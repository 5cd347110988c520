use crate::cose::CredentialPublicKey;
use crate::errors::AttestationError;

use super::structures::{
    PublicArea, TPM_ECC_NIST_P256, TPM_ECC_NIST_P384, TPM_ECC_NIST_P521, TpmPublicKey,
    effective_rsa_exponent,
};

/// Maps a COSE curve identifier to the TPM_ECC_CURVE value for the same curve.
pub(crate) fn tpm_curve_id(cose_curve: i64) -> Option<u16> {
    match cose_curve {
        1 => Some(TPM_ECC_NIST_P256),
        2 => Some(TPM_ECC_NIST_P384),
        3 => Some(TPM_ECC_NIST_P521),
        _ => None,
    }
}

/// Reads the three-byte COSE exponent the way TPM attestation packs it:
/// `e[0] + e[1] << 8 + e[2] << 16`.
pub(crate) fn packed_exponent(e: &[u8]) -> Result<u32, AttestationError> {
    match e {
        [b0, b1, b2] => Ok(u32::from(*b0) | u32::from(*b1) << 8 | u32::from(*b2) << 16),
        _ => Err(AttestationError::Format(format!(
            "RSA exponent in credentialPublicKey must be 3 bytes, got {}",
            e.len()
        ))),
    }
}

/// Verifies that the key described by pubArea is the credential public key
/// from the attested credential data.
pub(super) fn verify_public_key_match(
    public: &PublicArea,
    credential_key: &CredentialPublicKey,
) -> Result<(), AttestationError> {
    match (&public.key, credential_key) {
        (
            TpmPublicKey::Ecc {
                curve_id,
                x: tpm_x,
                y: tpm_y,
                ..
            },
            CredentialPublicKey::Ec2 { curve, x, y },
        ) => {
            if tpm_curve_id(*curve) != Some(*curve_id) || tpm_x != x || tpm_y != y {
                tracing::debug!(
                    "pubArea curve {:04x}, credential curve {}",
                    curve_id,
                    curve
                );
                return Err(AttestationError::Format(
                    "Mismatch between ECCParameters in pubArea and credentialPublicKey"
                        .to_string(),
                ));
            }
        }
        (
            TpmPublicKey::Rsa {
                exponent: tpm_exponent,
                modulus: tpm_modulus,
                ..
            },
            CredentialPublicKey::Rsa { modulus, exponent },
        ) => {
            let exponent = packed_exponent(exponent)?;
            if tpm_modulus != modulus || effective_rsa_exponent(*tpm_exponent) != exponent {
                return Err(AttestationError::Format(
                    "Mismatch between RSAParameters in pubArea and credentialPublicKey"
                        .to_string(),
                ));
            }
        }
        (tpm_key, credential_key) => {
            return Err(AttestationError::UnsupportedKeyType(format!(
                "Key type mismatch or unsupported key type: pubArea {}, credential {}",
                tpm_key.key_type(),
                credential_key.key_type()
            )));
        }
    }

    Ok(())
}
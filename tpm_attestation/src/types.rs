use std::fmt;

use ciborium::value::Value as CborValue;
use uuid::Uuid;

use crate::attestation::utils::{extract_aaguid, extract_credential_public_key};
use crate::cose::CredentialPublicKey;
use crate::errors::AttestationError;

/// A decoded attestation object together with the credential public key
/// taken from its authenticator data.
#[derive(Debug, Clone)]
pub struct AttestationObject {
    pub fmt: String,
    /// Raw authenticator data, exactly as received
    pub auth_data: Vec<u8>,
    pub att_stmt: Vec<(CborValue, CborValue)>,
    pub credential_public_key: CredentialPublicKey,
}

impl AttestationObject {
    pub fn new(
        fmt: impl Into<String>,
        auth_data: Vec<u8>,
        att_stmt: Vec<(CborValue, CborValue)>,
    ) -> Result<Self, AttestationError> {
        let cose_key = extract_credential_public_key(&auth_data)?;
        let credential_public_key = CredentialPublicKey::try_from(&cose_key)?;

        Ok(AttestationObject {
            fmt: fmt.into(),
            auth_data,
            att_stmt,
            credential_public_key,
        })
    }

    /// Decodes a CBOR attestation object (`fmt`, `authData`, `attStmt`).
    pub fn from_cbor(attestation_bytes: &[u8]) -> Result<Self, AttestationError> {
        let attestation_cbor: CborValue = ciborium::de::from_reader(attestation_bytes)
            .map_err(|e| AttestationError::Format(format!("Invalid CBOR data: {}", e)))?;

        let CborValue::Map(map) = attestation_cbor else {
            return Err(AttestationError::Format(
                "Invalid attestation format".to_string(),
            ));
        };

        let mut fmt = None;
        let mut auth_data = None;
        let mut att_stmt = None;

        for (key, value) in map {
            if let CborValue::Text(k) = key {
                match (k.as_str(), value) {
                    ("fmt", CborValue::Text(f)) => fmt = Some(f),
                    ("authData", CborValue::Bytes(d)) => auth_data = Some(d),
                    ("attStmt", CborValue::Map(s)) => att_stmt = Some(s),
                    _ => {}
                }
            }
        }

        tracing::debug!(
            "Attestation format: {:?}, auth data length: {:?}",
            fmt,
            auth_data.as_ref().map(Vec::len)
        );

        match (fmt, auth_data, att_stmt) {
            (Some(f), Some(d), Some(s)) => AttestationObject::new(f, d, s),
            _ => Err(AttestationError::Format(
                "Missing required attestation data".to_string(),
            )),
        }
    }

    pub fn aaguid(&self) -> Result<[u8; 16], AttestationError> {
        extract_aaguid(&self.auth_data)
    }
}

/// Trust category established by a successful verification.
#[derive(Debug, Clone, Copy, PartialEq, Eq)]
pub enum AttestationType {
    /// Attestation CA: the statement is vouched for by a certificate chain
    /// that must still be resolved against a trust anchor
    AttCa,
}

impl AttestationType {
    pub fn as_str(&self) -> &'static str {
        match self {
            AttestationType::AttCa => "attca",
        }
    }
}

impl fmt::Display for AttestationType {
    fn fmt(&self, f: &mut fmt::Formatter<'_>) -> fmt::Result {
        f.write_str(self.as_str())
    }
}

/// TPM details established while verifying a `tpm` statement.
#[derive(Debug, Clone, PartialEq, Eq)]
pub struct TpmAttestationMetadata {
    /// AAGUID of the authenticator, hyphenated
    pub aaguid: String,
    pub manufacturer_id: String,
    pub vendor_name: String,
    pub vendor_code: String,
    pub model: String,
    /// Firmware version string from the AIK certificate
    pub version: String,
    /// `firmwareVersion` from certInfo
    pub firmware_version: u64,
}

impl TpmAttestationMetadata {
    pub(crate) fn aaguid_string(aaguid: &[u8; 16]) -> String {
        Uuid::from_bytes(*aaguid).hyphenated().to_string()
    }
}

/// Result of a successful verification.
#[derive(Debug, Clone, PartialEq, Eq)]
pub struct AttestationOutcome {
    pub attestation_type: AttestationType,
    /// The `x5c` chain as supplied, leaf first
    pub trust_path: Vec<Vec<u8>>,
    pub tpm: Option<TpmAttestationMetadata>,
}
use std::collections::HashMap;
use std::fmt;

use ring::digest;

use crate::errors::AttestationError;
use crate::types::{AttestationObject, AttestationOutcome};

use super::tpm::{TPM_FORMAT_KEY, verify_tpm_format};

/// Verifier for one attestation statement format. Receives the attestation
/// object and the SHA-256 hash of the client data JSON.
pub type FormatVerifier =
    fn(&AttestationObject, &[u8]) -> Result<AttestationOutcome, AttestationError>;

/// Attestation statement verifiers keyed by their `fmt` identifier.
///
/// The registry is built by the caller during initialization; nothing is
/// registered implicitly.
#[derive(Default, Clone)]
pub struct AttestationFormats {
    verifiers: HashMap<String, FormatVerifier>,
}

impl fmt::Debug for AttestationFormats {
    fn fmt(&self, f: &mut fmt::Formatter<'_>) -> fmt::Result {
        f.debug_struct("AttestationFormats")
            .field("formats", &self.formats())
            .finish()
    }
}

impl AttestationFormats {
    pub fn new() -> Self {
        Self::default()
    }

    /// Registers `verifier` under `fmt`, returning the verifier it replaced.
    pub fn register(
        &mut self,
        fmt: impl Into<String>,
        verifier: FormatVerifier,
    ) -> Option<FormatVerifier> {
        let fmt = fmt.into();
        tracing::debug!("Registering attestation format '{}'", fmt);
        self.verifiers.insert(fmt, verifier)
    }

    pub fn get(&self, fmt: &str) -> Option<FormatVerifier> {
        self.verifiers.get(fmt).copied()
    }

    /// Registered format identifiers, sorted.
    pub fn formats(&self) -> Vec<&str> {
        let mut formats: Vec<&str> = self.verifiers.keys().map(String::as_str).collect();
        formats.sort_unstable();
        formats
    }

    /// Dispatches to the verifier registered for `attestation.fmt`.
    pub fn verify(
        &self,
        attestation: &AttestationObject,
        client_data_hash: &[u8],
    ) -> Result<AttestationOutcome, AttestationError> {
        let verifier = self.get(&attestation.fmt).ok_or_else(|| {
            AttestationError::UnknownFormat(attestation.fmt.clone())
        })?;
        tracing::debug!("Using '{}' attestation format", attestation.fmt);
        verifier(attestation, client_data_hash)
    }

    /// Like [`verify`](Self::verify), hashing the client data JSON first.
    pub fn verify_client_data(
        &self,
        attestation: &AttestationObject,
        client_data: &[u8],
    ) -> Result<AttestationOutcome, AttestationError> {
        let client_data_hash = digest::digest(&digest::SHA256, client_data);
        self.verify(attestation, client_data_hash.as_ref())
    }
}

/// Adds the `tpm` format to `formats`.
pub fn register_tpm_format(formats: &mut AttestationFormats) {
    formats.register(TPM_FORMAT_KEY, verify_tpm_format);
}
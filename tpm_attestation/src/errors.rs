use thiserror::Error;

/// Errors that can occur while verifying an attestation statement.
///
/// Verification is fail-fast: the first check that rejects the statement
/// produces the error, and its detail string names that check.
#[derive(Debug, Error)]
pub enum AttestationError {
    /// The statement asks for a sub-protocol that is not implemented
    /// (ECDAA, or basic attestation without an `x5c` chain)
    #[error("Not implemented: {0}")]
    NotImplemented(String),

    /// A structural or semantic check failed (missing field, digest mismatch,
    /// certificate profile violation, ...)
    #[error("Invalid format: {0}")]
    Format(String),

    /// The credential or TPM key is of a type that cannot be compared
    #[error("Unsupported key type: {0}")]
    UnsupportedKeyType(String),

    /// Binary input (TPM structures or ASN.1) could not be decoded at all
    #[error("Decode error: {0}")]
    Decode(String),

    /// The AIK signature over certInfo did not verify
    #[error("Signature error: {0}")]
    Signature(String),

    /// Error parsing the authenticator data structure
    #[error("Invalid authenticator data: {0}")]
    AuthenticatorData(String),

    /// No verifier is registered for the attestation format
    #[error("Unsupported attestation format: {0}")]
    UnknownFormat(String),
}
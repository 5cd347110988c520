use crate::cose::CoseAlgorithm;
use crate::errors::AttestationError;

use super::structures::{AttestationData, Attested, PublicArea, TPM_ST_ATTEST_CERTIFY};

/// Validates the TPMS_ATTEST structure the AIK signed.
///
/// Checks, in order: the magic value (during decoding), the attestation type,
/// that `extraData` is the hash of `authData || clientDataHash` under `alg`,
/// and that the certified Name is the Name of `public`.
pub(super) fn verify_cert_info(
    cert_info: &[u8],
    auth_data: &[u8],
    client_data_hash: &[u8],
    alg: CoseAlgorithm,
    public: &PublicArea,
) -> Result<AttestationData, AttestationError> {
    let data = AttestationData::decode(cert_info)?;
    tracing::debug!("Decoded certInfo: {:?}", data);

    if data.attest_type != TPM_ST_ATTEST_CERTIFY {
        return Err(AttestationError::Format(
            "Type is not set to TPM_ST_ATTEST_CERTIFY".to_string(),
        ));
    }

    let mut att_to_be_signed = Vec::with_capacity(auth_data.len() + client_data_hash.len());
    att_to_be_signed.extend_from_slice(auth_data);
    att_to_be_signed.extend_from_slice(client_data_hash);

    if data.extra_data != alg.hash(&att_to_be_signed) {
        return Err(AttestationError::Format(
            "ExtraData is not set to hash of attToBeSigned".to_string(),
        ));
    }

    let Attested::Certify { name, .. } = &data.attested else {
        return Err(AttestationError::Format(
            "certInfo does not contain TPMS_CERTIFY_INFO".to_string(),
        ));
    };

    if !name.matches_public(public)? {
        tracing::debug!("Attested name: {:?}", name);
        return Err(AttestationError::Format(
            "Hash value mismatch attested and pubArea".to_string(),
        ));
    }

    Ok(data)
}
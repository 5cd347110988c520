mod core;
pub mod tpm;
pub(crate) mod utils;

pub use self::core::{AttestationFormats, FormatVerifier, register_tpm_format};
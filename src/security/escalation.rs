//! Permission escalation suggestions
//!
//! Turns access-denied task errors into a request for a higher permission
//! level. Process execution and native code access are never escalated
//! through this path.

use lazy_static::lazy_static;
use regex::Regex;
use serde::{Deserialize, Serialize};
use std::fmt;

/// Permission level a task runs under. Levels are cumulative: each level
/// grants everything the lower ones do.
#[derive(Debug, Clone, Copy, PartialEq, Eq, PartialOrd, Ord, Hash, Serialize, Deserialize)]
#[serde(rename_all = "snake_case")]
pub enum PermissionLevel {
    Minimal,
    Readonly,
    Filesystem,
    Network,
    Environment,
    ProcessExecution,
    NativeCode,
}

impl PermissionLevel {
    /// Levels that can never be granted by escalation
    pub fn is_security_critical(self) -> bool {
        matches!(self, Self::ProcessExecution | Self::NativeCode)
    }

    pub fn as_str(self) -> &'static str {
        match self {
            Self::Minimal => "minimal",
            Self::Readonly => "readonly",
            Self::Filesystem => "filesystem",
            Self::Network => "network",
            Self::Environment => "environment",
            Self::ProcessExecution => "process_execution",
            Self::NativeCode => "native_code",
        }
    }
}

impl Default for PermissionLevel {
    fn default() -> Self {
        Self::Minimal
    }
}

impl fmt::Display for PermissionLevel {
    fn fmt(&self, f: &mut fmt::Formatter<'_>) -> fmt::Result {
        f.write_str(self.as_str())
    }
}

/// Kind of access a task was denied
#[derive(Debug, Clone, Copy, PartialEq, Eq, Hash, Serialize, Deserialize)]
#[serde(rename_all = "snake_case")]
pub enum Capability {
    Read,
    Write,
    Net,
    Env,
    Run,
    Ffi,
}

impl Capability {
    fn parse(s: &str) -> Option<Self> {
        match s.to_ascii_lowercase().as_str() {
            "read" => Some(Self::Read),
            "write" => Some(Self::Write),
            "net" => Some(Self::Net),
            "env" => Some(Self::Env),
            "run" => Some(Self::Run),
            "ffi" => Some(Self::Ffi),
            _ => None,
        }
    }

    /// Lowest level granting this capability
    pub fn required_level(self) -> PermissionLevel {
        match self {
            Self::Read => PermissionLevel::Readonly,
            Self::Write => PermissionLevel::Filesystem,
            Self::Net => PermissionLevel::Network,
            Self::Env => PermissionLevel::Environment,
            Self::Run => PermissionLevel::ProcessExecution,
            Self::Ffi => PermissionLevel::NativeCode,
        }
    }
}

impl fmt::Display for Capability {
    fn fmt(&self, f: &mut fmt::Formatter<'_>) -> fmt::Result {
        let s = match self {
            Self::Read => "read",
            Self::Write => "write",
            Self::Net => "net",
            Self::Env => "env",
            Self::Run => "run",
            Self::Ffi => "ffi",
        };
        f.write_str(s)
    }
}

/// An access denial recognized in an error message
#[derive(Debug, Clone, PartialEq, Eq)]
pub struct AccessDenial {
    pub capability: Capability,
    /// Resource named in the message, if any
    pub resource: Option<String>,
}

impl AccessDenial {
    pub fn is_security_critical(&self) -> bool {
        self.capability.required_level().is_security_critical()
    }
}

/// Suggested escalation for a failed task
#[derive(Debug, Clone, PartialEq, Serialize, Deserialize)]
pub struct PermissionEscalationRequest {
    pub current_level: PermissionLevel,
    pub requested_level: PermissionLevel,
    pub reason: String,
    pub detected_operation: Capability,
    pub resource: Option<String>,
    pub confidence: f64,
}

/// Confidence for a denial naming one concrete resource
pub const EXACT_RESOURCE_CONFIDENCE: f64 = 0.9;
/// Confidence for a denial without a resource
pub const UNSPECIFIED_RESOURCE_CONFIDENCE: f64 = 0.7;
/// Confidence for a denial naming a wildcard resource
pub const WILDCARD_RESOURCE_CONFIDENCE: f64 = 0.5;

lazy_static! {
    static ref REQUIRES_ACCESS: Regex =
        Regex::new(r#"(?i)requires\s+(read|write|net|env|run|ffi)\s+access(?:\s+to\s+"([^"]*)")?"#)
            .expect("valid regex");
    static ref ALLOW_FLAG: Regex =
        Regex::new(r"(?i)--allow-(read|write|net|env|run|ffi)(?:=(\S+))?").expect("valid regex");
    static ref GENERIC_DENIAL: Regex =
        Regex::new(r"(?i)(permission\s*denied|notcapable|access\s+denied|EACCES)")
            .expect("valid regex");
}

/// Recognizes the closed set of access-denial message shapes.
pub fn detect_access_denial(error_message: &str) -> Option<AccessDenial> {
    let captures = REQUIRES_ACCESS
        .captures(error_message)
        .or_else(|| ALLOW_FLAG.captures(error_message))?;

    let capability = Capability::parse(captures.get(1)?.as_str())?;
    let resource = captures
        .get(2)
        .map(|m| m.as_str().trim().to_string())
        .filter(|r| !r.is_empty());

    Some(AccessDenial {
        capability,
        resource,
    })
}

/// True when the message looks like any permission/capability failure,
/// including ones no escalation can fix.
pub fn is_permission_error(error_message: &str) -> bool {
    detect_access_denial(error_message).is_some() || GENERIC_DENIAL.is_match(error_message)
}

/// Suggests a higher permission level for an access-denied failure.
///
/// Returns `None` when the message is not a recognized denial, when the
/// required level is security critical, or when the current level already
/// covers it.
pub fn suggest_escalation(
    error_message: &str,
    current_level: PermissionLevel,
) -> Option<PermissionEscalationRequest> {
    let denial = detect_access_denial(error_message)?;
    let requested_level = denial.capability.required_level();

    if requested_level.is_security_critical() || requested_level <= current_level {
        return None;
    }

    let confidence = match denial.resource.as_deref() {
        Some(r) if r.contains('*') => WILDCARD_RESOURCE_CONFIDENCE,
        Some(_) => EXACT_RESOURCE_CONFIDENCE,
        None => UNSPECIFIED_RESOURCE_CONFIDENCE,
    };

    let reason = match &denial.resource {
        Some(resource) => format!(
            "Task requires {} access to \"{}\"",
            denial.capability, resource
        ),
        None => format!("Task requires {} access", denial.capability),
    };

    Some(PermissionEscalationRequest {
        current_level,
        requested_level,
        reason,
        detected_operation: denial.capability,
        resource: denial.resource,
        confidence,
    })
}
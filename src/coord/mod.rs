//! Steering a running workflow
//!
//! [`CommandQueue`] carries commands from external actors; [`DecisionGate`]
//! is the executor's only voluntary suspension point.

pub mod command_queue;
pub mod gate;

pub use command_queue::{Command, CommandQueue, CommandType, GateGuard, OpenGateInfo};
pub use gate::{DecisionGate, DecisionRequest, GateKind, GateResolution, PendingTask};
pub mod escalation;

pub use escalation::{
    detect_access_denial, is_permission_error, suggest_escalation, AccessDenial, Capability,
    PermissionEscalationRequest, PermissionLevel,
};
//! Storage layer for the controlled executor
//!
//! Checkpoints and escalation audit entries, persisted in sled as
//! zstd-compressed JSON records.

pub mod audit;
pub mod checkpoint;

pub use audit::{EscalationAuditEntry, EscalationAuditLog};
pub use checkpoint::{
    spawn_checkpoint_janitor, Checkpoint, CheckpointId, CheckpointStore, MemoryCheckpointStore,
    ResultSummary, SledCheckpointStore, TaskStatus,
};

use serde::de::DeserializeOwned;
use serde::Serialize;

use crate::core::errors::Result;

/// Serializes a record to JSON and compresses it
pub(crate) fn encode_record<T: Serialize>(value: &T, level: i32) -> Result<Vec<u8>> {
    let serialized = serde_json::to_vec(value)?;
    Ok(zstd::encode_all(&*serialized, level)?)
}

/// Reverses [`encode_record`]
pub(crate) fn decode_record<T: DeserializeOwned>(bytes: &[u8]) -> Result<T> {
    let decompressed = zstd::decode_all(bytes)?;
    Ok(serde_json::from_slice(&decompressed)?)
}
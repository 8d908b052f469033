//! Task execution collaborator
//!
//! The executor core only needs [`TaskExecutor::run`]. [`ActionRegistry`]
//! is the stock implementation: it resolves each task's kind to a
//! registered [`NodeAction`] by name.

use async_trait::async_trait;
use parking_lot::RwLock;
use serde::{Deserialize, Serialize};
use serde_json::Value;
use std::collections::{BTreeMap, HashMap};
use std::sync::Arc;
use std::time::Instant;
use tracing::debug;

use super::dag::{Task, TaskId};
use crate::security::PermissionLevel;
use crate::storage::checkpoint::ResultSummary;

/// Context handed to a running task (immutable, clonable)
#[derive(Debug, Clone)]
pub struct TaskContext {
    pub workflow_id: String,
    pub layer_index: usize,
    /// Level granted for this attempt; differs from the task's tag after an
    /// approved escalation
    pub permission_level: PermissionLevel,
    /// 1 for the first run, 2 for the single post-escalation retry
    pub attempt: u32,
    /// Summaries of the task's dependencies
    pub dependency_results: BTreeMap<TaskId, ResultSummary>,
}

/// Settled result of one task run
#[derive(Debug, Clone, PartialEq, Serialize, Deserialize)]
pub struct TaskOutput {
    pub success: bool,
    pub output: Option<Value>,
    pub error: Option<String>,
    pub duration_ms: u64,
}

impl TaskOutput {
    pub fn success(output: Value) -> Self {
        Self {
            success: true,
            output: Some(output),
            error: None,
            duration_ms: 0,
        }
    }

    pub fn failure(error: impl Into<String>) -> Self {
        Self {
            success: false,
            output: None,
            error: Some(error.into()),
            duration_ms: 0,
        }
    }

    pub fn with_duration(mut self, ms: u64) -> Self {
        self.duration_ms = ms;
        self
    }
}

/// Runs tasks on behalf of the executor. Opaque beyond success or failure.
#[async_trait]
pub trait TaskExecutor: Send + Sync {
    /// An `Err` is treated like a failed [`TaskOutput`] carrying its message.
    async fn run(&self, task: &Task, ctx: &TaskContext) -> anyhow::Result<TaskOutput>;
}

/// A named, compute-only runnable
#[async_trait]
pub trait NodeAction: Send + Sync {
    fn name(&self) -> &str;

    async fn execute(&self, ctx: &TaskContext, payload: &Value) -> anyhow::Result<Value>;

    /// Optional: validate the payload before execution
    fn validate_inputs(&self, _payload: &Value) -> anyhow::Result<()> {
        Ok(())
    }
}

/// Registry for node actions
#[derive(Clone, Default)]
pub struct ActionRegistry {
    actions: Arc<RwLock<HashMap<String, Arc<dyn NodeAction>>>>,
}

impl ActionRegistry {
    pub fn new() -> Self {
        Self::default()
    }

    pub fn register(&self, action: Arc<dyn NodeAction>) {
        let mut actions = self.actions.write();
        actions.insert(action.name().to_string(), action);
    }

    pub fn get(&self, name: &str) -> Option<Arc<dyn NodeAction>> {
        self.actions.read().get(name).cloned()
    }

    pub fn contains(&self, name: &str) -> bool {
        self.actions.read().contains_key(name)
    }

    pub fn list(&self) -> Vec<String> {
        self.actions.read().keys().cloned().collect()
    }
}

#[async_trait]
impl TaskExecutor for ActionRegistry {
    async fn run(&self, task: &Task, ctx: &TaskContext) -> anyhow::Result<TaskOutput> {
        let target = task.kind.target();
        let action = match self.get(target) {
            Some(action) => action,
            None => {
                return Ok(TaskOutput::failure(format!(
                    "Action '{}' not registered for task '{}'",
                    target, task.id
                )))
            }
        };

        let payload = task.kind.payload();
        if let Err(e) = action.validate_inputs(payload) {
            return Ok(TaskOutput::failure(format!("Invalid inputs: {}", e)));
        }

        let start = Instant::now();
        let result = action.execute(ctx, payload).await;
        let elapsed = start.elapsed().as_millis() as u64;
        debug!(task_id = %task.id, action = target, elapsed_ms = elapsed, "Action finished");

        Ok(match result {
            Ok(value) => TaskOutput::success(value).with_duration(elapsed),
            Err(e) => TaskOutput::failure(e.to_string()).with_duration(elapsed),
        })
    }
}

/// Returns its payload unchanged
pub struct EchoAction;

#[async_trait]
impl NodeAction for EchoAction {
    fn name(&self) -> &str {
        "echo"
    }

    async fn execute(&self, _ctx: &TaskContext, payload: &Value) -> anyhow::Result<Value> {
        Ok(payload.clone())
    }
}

- **Required work**
Extract every line above that contains the word "AttestationData".

- **Solution for this task**
use super::structures::{AttestationData, Attested, PublicArea, TPM_ST_ATTEST_CERTIFY};
) -> Result<AttestationData, AttestationError> {
    let data = AttestationData::decode(cert_info)?;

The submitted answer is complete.